What the task asks ▸
What lines of the listing below contain the word "instrument"? Copy each of them out.

Records for processing ▸
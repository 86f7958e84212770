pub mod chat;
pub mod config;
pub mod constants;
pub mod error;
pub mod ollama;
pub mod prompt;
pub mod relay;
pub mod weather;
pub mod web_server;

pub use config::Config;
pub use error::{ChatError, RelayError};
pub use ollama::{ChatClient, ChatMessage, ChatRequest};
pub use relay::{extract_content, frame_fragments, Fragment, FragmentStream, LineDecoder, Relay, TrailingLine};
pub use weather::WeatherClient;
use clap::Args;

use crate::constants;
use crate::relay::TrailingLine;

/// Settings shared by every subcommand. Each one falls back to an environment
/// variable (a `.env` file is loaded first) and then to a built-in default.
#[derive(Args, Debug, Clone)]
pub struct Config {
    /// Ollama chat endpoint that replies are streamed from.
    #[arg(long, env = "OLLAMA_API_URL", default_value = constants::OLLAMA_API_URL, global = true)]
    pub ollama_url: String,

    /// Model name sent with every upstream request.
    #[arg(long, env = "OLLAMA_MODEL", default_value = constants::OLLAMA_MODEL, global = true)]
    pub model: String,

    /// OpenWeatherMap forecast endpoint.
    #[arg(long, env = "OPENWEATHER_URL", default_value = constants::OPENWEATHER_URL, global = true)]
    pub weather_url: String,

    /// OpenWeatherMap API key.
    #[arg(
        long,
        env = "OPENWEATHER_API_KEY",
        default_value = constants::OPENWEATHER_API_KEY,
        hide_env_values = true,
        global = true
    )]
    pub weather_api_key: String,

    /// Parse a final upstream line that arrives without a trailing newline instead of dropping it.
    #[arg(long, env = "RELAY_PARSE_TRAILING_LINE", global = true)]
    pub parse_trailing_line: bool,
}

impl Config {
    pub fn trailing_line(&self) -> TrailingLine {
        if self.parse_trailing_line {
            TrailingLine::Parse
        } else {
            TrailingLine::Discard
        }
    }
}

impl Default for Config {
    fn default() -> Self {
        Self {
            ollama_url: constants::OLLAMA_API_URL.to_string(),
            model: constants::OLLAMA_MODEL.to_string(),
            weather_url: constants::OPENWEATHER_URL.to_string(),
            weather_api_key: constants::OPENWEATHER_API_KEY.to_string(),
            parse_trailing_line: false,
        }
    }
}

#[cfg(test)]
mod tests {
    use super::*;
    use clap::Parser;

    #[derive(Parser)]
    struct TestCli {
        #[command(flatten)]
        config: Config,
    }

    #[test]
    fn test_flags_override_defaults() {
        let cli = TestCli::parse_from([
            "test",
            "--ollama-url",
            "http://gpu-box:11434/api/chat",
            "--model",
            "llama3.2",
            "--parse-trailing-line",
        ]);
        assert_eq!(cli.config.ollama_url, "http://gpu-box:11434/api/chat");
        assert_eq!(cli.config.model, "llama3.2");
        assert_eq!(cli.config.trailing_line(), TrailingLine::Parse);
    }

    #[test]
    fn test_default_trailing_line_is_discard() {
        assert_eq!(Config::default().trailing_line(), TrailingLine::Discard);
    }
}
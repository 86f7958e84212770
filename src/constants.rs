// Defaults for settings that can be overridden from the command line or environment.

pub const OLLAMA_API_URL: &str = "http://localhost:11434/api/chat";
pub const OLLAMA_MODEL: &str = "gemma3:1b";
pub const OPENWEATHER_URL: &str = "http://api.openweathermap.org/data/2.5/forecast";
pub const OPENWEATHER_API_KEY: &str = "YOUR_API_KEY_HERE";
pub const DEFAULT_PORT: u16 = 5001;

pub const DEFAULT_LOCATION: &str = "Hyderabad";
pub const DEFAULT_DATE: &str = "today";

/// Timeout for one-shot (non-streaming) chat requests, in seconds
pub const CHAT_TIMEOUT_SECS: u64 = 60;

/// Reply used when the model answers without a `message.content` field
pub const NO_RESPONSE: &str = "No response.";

* * *

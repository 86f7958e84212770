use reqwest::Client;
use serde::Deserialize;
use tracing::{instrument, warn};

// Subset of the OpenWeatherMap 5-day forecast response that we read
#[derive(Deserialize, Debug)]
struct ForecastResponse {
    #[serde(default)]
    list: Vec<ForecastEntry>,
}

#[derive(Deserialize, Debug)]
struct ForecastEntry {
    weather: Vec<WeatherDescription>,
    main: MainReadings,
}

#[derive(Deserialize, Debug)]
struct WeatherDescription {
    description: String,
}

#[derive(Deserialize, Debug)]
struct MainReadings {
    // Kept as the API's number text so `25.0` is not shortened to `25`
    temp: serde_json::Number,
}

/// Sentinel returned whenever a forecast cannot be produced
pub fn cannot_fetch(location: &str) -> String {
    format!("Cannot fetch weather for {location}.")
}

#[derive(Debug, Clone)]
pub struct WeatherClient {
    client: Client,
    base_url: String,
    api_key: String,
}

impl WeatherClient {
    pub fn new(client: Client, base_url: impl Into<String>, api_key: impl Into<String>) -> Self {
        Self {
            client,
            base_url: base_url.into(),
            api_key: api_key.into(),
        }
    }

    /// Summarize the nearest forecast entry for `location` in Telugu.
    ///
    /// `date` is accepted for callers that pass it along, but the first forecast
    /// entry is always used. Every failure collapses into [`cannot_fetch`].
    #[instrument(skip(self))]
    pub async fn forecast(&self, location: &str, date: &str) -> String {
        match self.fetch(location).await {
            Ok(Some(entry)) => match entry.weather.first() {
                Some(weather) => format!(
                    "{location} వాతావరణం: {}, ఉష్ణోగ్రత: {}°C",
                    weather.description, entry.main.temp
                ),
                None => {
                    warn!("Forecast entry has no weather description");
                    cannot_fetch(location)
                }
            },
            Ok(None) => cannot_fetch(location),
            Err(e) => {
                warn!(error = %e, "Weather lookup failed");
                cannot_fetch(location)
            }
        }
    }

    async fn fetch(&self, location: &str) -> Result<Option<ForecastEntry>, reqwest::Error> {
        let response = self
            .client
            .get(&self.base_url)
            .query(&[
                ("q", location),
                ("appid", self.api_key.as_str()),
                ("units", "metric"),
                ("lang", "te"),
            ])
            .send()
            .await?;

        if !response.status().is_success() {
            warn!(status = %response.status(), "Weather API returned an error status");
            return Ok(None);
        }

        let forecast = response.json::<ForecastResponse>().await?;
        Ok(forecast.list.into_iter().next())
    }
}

Task response ▸
use tracing::{instrument, warn};
    #[instrument(skip(self))]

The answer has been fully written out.